Abrastal remained sitting through this, only to rise once more when he paused. She held out her empty goblet and Gaedis poured again. ‘Elite, then, specially chosen—how many of these Adjuncts did this Empress have at any one time?’

Spax frowned. ‘I think . . . one.’

The Queen halted. ‘And this Malazan Empire—it spans three continents?’

‘And more, Highness.’

‘Yet Tavore is a renegade. The measure of that betrayal . . .’ she slowly shook her head. ‘How can one trust this Adjunct? It is impossible. I wonder, did this Tavore attempt to usurp her Empress? Is she even now being pursued? Will the enemy they find be none other than her Malazan hunters?’

Spax shrugged. ‘I doubt the Grey Helms would care much either way. It’s a war. As you said, any face will serve. As for the Khundryl, well, they’re sworn to the Adjunct personally, so they will follow her anywhere.’

‘Yes, and why would they do that to a betrayer?’

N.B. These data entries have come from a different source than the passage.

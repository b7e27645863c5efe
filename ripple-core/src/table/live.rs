//! Live Queries
//!
//! A [`LiveQuery`] keeps the result of a search current as the table
//! changes. Its rows live in a [`State`], so it can be read from subscribers
//! and listened to like any other unit.
//!
//! # Invalidation
//!
//! Every mutation is reported to the table as a [`Mutation`]:
//!
//! - An insert can match any query, so every live query is marked dirty.
//! - An update or delete only dirties the queries whose current result
//!   contains the affected key.
//!
//! Dirty queries are scheduled on the table's [`Batcher`] under their
//! [`ScheduleId`]. However many mutations land in one tick, each dirty query
//! re-runs once. A re-run that is still in flight when the next one starts
//! is superseded and its result discarded.
//!
//! [`Batcher`]: crate::schedule::Batcher

use std::collections::HashSet;
use std::fmt;
use std::sync::atomic::{AtomicU64, Ordering};
use std::sync::{Arc, Weak};

use parking_lot::Mutex;

use super::document::{Document, RowKey};
use super::search::SearchOptions;
use super::table::TableInner;
use crate::error::{ReactiveError, Result as ReactiveResult, TableResult};
use crate::reactive::{Cancellable, Runtime, Snapshot, State, Subscription};
use crate::schedule::Registration;

/// A change to one row.
#[derive(Debug, Clone, PartialEq, Eq)]
pub enum Mutation {
    Insert(RowKey),
    Update(RowKey),
    Delete(RowKey),
}

impl Mutation {
    pub fn key(&self) -> &RowKey {
        match self {
            Self::Insert(key) | Self::Update(key) | Self::Delete(key) => key,
        }
    }
}

/// Scheduler key of one live query.
#[derive(Debug, Clone, PartialEq, Eq, Hash)]
pub struct ScheduleId {
    pub table: u64,
    pub search: Arc<str>,
}

impl fmt::Display for ScheduleId {
    fn fmt(&self, f: &mut fmt::Formatter<'_>) -> fmt::Result {
        write!(f, "{}:{}", self.table, self.search)
    }
}

pub(crate) struct LiveShared<T: Document> {
    pub id: ScheduleId,
    pub options: SearchOptions,
    pub keys: Mutex<HashSet<RowKey>>,
    pub state: State<Vec<T>>,
    pub cancel: Cancellable,
    pub runs: AtomicU64,
    pub runtime: Runtime,
    pub registration: Mutex<Option<Registration<ScheduleId, Mutation>>>,
}

impl<T: Document> LiveShared<T> {
    pub fn new(id: ScheduleId, options: SearchOptions, rows: Vec<(RowKey, T)>) -> Self {
        let (keys, values) = split(rows);
        Self {
            state: State::named(format!("live:{id}"), values),
            id,
            options,
            keys: Mutex::new(keys),
            cancel: Cancellable::new(),
            runs: AtomicU64::new(0),
            runtime: Runtime::current(),
            registration: Mutex::new(None),
        }
    }

    /// Whether `mutation` can change this query's result.
    pub fn is_affected_by(&self, mutation: &Mutation) -> bool {
        match mutation {
            Mutation::Insert(_) => true,
            Mutation::Update(key) | Mutation::Delete(key) => self.keys.lock().contains(key),
        }
    }

    fn apply(&self, rows: Vec<(RowKey, T)>) {
        let (keys, values) = split(rows);
        *self.keys.lock() = keys;
        self.runs.fetch_add(1, Ordering::SeqCst);
        self.state.set(values);
    }

    /// Re-run the query in the background, superseding any run in flight.
    pub fn rerun(table: Arc<TableInner<T>>, live: Arc<Self>) {
        let options = live.options.clone();
        let query = async move { table.collect_keyed(&options).await };
        let (ticket, guarded) = live.cancel.supersede(query);

        let task = {
            let live = Arc::clone(&live);
            async move {
                let result = match guarded.await {
                    Ok(result) => result,
                    Err(_) => {
                        tracing::trace!(query = %live.id, "live query re-run superseded");
                        return;
                    }
                };
                if !live.cancel.finish(ticket) {
                    return;
                }
                match result {
                    Ok(rows) => {
                        tracing::debug!(query = %live.id, rows = rows.len(), "live query re-ran");
                        live.apply(rows);
                    }
                    Err(error) => {
                        tracing::warn!(query = %live.id, %error, "live query re-run failed");
                        live.runs.fetch_add(1, Ordering::SeqCst);
                        live.state.fail(ReactiveError::from(error));
                    }
                }
            }
        };

        if let Err(error) = live.runtime.spawn(task) {
            live.cancel.cancel();
            tracing::warn!(query = %live.id, %error, "cannot re-run live query");
        }
    }
}

fn split<T>(rows: Vec<(RowKey, T)>) -> (HashSet<RowKey>, Vec<T>) {
    let mut keys = HashSet::with_capacity(rows.len());
    let mut values = Vec::with_capacity(rows.len());
    for (key, value) in rows {
        keys.insert(key);
        values.push(value);
    }
    (keys, values)
}

/// A search whose result follows the table.
///
/// Dropping the handle stops the query from re-running.
pub struct LiveQuery<T: Document> {
    pub(crate) shared: Arc<LiveShared<T>>,
    pub(crate) table: Weak<TableInner<T>>,
}

impl<T: Document> LiveQuery<T> {
    pub fn search_id(&self) -> &str {
        &self.shared.id.search
    }

    pub fn schedule_id(&self) -> &ScheduleId {
        &self.shared.id
    }

    pub fn options(&self) -> &SearchOptions {
        &self.shared.options
    }

    /// The unit holding the rows. Read it inside a subscriber to derive from
    /// the query.
    pub fn state(&self) -> &State<Vec<T>> {
        &self.shared.state
    }

    /// Current rows, or the error of the last failed re-run.
    pub fn rows(&self) -> ReactiveResult<Vec<T>> {
        self.shared.state.get()
    }

    pub fn snapshot(&self) -> Snapshot<Vec<T>> {
        self.shared.state.snapshot()
    }

    /// Keys of the rows currently in the result.
    pub fn keys(&self) -> Vec<RowKey> {
        let mut keys: Vec<_> = self.shared.keys.lock().iter().cloned().collect();
        keys.sort();
        keys
    }

    pub fn contains(&self, key: &RowKey) -> bool {
        self.shared.keys.lock().contains(key)
    }

    /// Completed re-runs since the query was created.
    pub fn run_count(&self) -> u64 {
        self.shared.runs.load(Ordering::SeqCst)
    }

    pub fn subscribe<F>(&self, listener: F) -> Subscription
    where
        F: Fn() + Send + Sync + 'static,
    {
        self.shared.state.subscribe(listener)
    }

    pub fn listen<F>(&self, callback: F) -> Subscription
    where
        F: Fn(ReactiveResult<Vec<T>>) + Send + Sync + 'static,
    {
        self.shared.state.listen(callback)
    }

    /// Re-run now and wait for the result.
    pub async fn refresh(&self) -> TableResult<()> {
        let Some(table) = self.table.upgrade() else {
            return Ok(());
        };
        let options = self.shared.options.clone();
        let (ticket, guarded) = self
            .shared
            .cancel
            .supersede(async move { table.collect_keyed(&options).await });
        let Ok(result) = guarded.await else {
            // A newer run owns the result.
            return Ok(());
        };
        let current = self.shared.cancel.finish(ticket);
        let rows = result?;
        if current {
            self.shared.apply(rows);
        }
        Ok(())
    }
}

impl<T: Document> Drop for LiveQuery<T> {
    fn drop(&mut self) {
        self.shared.cancel.cancel();
        if let Some(table) = self.table.upgrade() {
            table.forget_live(&self.shared);
        }
    }
}

impl<T: Document + fmt::Debug> fmt::Debug for LiveQuery<T> {
    fn fmt(&self, f: &mut fmt::Formatter<'_>) -> fmt::Result {
        f.debug_struct("LiveQuery")
            .field("id", &self.shared.id)
            .field("runs", &self.run_count())
            .field("rows", &self.snapshot())
            .finish()
    }
}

‘Highness, this is none of our concern,’ said Spax. ‘As much as my warriors lust for a fight, we have put ourselves at a tactical disadvantage—after all, it would have been better to deal with the Khundryl and the Perish back in Bolkando, and then take on the Bonehunters later. Mind you, it’s still possible. A secret
emissary to the Saphii, a few tens of thousands of coins—we could catch them by surprise—’

‘No. After all, Spax, if it truly is none of our concern as you say, why attack them at all?’

‘Just my point, Highness. I was simply observing that our opportunity for a tactical advantage is fast disappearing, assuming we had cause, which we haven’t.’

‘I’m not prepared to make any such assumption, Warchief. Thus my dilemma. It is as you describe. None of the three foreign armies still poses us any threat. They have made plain their desire to vanish into the east. Is it time to dust off our hands and return to our beloved homeland?’

‘It might be, Highness.’

‘But then,’ and her frown deepened. ‘Very well,’ she said, ‘I have sent a daughter eastward, by sea, Spax. A most precious daughter. It seems you and I share the same curse: curiosity. Kolanse has fallen silent. Our trader ships find nothing but empty ports, abandoned villages. The Pelasiar Sea is empty of traffic. Even the great net-ships have vanished. And yet . . . and yet . . . something is there, perhaps deep inland. A power, and it’s growing.’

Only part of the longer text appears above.